Robert Wallace was a
Scottish writer who had a remarkably varied career as a
classics teacher, minister, university professor,
newspaper editor, barrister and finally a member of
parliament. He was born on 24 June 1831 at Kincaple near
St. Andrews, Fife, and was the second son of Jasper
Wallace, a gardener, and Elizabeth Archibald. He was
educated at the Geddes Institution, Culross, Fife, and
at the University of St. Andrews where he graduated M.A.
in 1853. He was awarded the degree of D.D. by Glasgow
University in 1869. He married Margaret Robertson (died
1898) on 10 March 1858 and they had six sons and one
daughter. While he was minister at Old Greyfriars Church
in Edinburgh, he was involved in attempts to reform and
modernise the Church of Scotland. As a result, his
fitness to be a minister was questioned and presumably
this controversy influenced his decision to leave the
clerical profession. He died in London on 6 June 1899.
Robert Wallace, Life and
Edited by J. Campbell Smith and William Wallace (1903) (pdf)
Some years before his death
my late brother arranged with the publishers of this
volume to write a full account of his varied career
under the title of “Recollections of a Chequered Life.”
The fragment which, as “Reminiscences,” forms the first
portion of the present work, will show how short a
distance he had travelled towards the accomplishment of
his design, and how great a loss the literature of
autobiography has sustained by his death.
No attempt has been made here to continue the
contemplated work. Such an attempt could only have met
with disastrous failure. It is clear that my brother
meant two things by his original design—to show the
moral continuity and inevitableness of his “chequered”

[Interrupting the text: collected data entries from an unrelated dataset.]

//! File operations

use std::path::{Path, PathBuf};

use serde::de::DeserializeOwned;
use tokio::fs;
use tokio::io::AsyncWriteExt;

use crate::errors::UpgradeError;
use crate::models::artifact::ArtifactRef;
use crate::utils::sha256_hash;

/// A file wrapper with path
#[derive(Debug, Clone, PartialEq, Eq)]
pub struct File {
    path: PathBuf,
}

impl File {
    /// Create a new file reference
    pub fn new(path: impl Into<PathBuf>) -> Self {
        Self { path: path.into() }
    }

    /// Get the file path
    pub fn path(&self) -> &Path {
        &self.path
    }

    /// Check if the file exists
    pub async fn exists(&self) -> bool {
        fs::metadata(&self.path).await.is_ok()
    }

    /// Read file contents as string
    pub async fn read_string(&self) -> Result<String, UpgradeError> {
        Ok(fs::read_to_string(&self.path).await?)
    }

    /// Read file as JSON
    pub async fn read_json<T: DeserializeOwned>(&self) -> Result<T, UpgradeError> {
        let contents = self.read_string().await?;
        Ok(serde_json::from_str(&contents)?)
    }

    /// Create the file and write `contents`, failing with
    /// `ErrorKind::AlreadyExists` if the file is already there.
    pub async fn create_new(&self, contents: &[u8]) -> Result<ArtifactRef, std::io::Error> {
        if let Some(parent) = self.path.parent() {
            fs::create_dir_all(parent).await?;
        }

        let mut file = fs::OpenOptions::new()
            .write(true)
            .create_new(true)
            .open(&self.path)
            .await?;
        file.write_all(contents).await?;
        file.sync_all().await?;

        Ok(ArtifactRef {
            path: self.path.clone(),
            sha256: sha256_hash(contents),
        })
    }
}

experiences, and (not being an egotist in the aggressive
or self-conscious sense) to illustrate the general life
of Scotland and his time, so far as that came within his
knowledge, by means of these experiences. It is obvious
that only he could have done this. But Sheriff Campbell
Smith, who kindly undertook to write a sketch of his
early years, elucidating and supplementing the “
Reminiscences,” has, as the oldest and most intimate
friend among his surviving contemporaries, been able so
far to follow the plan of the original work as to
illustrate the university and religious life of Scotland
by means of his career.
My part in this book, of the slightness of which I am
painfully conscious, has been to let my brother speak
for himself as a public writer and a politician, because
it was in these two capacities that he spoke with a
freedom and a power which—in his own opinion, at all
events—he did not command as a minister of the Church of
Scotland. As explained in the chapter on journalism, I
have been prevented by considerations of space from
giving the whole or even the best of his contributions
to newspaper literature; and the same remark applies,
though in a lesser degree, to the chapters on politics.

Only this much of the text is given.